**Task inputs**
//! Configuration for replterm.
//!
//! Settings are read from `~/.replterm/config.toml`; every key is optional.
//!
//! ```toml
//! # Backend program, looked up on PATH
//! command = "nlbt"
//! args = []
//!
//! title = "NLBT"
//! sentinel = "👋 nlbt exited"
//!
//! # Lines of transcript kept on screen
//! transcript_limit = 100
//!
//! # Busy indicator duration after each submission
//! busy_delay_ms = 100
//!
//! echo_input = false
//! exit_on_terminate = false
//!
//! [theme]
//! title = { r = 0, g = 255, b = 255 }
//! ```

use std::fs;
use std::path::PathBuf;
use std::time::Duration;

use serde::{Deserialize, Serialize};
use tracing::warn;

use crate::shell::ShellOptions;

/// Main configuration
#[derive(Debug, Clone, Serialize, Deserialize)]
#[serde(default)]
pub struct Config {
    /// Backend program
    pub command: String,
    /// Arguments passed to the backend
    pub args: Vec<String>,
    /// Text shown in the title row
    pub title: String,
    /// Line appended when the backend exits
    pub sentinel: String,
    /// Maximum transcript lines shown
    pub transcript_limit: usize,
    /// Busy indicator duration in milliseconds
    pub busy_delay_ms: u64,
    /// Log submitted lines into the transcript
    pub echo_input: bool,
    /// Quit as soon as the backend exits
    pub exit_on_terminate: bool,
    /// Colors
    pub theme: Theme,
}

impl Default for Config {
    fn default() -> Self {
        Self {
            command: "nlbt".to_string(),
            args: Vec::new(),
            title: "NLBT".to_string(),
            sentinel: "👋 nlbt exited".to_string(),
            transcript_limit: 100,
            busy_delay_ms: 100,
            echo_input: false,
            exit_on_terminate: false,
            theme: Theme::default(),
        }
    }
}

impl Config {
    /// Load configuration from file, falling back to defaults
    pub fn load() -> Self {
        match Self::get_config_path() {
            Some(path) if path.exists() => match fs::read_to_string(&path) {
                Ok(content) => Self::parse(&content).unwrap_or_else(|e| {
                    warn!("Ignoring invalid config {}: {}", path.display(), e);
                    Self::default()
                }),
                Err(e) => {
                    warn!("Could not read {}: {}", path.display(), e);
                    Self::default()
                }
            },
            _ => Self::default(),
        }
    }

    /// Parse configuration from TOML text
    pub fn parse(content: &str) -> Result<Self, toml::de::Error> {
        toml::from_str(content)
    }

    /// Get config file path
    fn get_config_path() -> Option<PathBuf> {
        config_dir().map(|dir| dir.join("config.toml"))
    }

    pub fn busy_delay(&self) -> Duration {
        Duration::from_millis(self.busy_delay_ms)
    }

    /// Options for the session shell
    pub fn shell_options(&self) -> ShellOptions {
        ShellOptions {
            sentinel: self.sentinel.clone(),
            transcript_limit: self.transcript_limit,
            busy_delay: self.busy_delay(),
            echo_input: self.echo_input,
        }
    }
}

/// Color definition (RGB)
#[derive(Debug, Clone, Copy, PartialEq, Eq, Serialize, Deserialize)]
pub struct Color {
    pub r: u8,
    pub g: u8,
    pub b: u8,
}

impl Color {
    pub const fn new(r: u8, g: u8, b: u8) -> Self {
        Self { r, g, b }
    }

    /// Convert to crossterm Color
    pub fn to_crossterm(&self) -> crossterm::style::Color {
        crossterm::style::Color::Rgb {
            r: self.r,
            g: self.g,
            b: self.b,
        }
    }
}

/// Colors used by the renderer
#[derive(Debug, Clone, Serialize, Deserialize)]
#[serde(default)]
pub struct Theme {
    pub title: Color,
    pub prompt: Color,
    pub busy: Color,
    pub error: Color,
    pub sentinel: Color,
}

impl Default for Theme {
    fn default() -> Self {
        Self {
            // cyanBright / gray / yellow, as in the classic Ink layout
            title: Color::new(0, 255, 255),
            prompt: Color::new(128, 128, 128),
            busy: Color::new(255, 255, 0),
            error: Color::new(255, 85, 85),
            sentinel: Color::new(150, 150, 150),
        }
    }
}

/// `~/.replterm`, created on demand
pub fn config_dir() -> Option<PathBuf> {
    let dir = home_dir()?.join(".replterm");
    if !dir.exists() {
        let _ = fs::create_dir_all(&dir);
    }
    Some(dir)
}

// Get home directory
fn home_dir() -> Option<PathBuf> {
    std::env::var_os("HOME")
        .or_else(|| std::env::var_os("USERPROFILE"))
        .map(PathBuf::from)
}

#[cfg(test)]
mod tests {
    use super::*;

    #[test]
    fn test_empty_config_is_default() {
        let config = Config::parse("").unwrap();
        assert_eq!(config.command, "nlbt");
        assert!(config.args.is_empty());
        assert_eq!(config.transcript_limit, 100);
        assert_eq!(config.busy_delay(), Duration::from_millis(100));
        assert!(!config.exit_on_terminate);
    }

    #[test]
    fn test_partial_config() {
        let config = Config::parse(
            r#"
            command = "python3"
            args = ["-i", "-q"]
            busy_delay_ms = 250

            [theme]
            busy = { r = 1, g = 2, b = 3 }
            "#,
        )
        .unwrap();

        assert_eq!(config.command, "python3");
        assert_eq!(config.args, ["-i", "-q"]);
        assert_eq!(config.title, "NLBT");
        assert_eq!(config.theme.busy, Color::new(1, 2, 3));
        assert_eq!(config.theme.title, Theme::default().title);

        let options = config.shell_options();
        assert_eq!(options.busy_delay, Duration::from_millis(250));
        assert_eq!(options.sentinel, "👋 nlbt exited");
    }

    #[test]
    fn test_invalid_config_rejected() {
        assert!(Config::parse("transcript_limit = \"lots\"").is_err());
    }
}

**What to produce**
Return the records given above in their entirety, word for word.

**Solution**
//! Configuration for replterm.
//!
//! Settings are read from `~/.replterm/config.toml`; every key is optional.
//!
//! ```toml
//! # Backend program, looked up on PATH
//! command = "nlbt"
//! args = []
//!
//! title = "NLBT"
//! sentinel = "👋 nlbt exited"
//!
//! # Lines of transcript kept on screen
//! transcript_limit = 100
//!
//! # Busy indicator duration after each submission
//! busy_delay_ms = 100
//!
//! echo_input = false
//! exit_on_terminate = false
//!
//! [theme]
//! title = { r = 0, g = 255, b = 255 }
//! ```

use std::fs;
use std::path::PathBuf;
use std::time::Duration;

use serde::{Deserialize, Serialize};
use tracing::warn;

use crate::shell::ShellOptions;

/// Main configuration
#[derive(Debug, Clone, Serialize, Deserialize)]
#[serde(default)]
pub struct Config {
    /// Backend program
    pub command: String,
    /// Arguments passed to the backend
    pub args: Vec<String>,
    /// Text shown in the title row
    pub title: String,
    /// Line appended when the backend exits
    pub sentinel: String,
    /// Maximum transcript lines shown
    pub transcript_limit: usize,
    /// Busy indicator duration in milliseconds
    pub busy_delay_ms: u64,
    /// Log submitted lines into the transcript
    pub echo_input: bool,
    /// Quit as soon as the backend exits
    pub exit_on_terminate: bool,
    /// Colors
    pub theme: Theme,
}

impl Default for Config {
    fn default() -> Self {
        Self {
            command: "nlbt".to_string(),
            args: Vec::new(),
            title: "NLBT".to_string(),
            sentinel: "👋 nlbt exited".to_string(),
            transcript_limit: 100,
            busy_delay_ms: 100,
            echo_input: false,
            exit_on_terminate: false,
            theme: Theme::default(),
        }
    }
}

impl Config {
    /// Load configuration from file, falling back to defaults
    pub fn load() -> Self {
        match Self::get_config_path() {
            Some(path) if path.exists() => match fs::read_to_string(&path) {
                Ok(content) => Self::parse(&content).unwrap_or_else(|e| {
                    warn!("Ignoring invalid config {}: {}", path.display(), e);
                    Self::default()
                }),
                Err(e) => {
                    warn!("Could not read {}: {}", path.display(), e);
                    Self::default()
                }
            },
            _ => Self::default(),
        }
    }

    /// Parse configuration from TOML text
    pub fn parse(content: &str) -> Result<Self, toml::de::Error> {
        toml::from_str(content)
    }

    /// Get config file path
    fn get_config_path() -> Option<PathBuf> {
        config_dir().map(|dir| dir.join("config.toml"))
    }

    pub fn busy_delay(&self) -> Duration {
        Duration::from_millis(self.busy_delay_ms)
    }

    /// Options for the session shell
    pub fn shell_options(&self) -> ShellOptions {
        ShellOptions {
            sentinel: self.sentinel.clone(),
            transcript_limit: self.transcript_limit,
            busy_delay: self.busy_delay(),
            echo_input: self.echo_input,
        }
    }
}

/// Color definition (RGB)
#[derive(Debug, Clone, Copy, PartialEq, Eq, Serialize, Deserialize)]
pub struct Color {
    pub r: u8,
    pub g: u8,
    pub b: u8,
}

impl Color {
    pub const fn new(r: u8, g: u8, b: u8) -> Self {
        Self { r, g, b }
    }

    /// Convert to crossterm Color
    pub fn to_crossterm(&self) -> crossterm::style::Color {
        crossterm::style::Color::Rgb {
            r: self.r,
            g: self.g,
            b: self.b,
        }
    }
}

/// Colors used by the renderer
#[derive(Debug, Clone, Serialize, Deserialize)]
#[serde(default)]
pub struct Theme {
    pub title: Color,
    pub prompt: Color,
    pub busy: Color,
    pub error: Color,
    pub sentinel: Color,
}

impl Default for Theme {
    fn default() -> Self {
        Self {
            // cyanBright / gray / yellow, as in the classic Ink layout
            title: Color::new(0, 255, 255),
            prompt: Color::new(128, 128, 128),
            busy: Color::new(255, 255, 0),
            error: Color::new(255, 85, 85),
            sentinel: Color::new(150, 150, 150),
        }
    }
}

/// `~/.replterm`, created on demand
pub fn config_dir() -> Option<PathBuf> {
    let dir = home_dir()?.join(".replterm");
    if !dir.exists() {
        let _ = fs::create_dir_all(&dir);
    }
    Some(dir)
}

// Get home directory
fn home_dir() -> Option<PathBuf> {
    std::env::var_os("HOME")
        .or_else(|| std::env::var_os("USERPROFILE"))
        .map(PathBuf::from)
}

#[cfg(test)]
mod tests {
    use super::*;

    #[test]
    fn test_empty_config_is_default() {
        let config = Config::parse("").unwrap();
        assert_eq!(config.command, "nlbt");
        assert!(config.args.is_empty());
        assert_eq!(config.transcript_limit, 100);
        assert_eq!(config.busy_delay(), Duration::from_millis(100));
        assert!(!config.exit_on_terminate);
    }

    #[test]
    fn test_partial_config() {
        let config = Config::parse(
            r#"
            command = "python3"
            args = ["-i", "-q"]
            busy_delay_ms = 250

            [theme]
            busy = { r = 1, g = 2, b = 3 }
            "#,
        )
        .unwrap();

        assert_eq!(config.command, "python3");
        assert_eq!(config.args, ["-i", "-q"]);
        assert_eq!(config.title, "NLBT");
        assert_eq!(config.theme.busy, Color::new(1, 2, 3));
        assert_eq!(config.theme.title, Theme::default().title);

        let options = config.shell_options();
        assert_eq!(options.busy_delay, Duration::from_millis(250));
        assert_eq!(options.sentinel, "👋 nlbt exited");
    }

    #[test]
    fn test_invalid_config_rejected() {
        assert!(Config::parse("transcript_limit = \"lots\"").is_err());
    }
}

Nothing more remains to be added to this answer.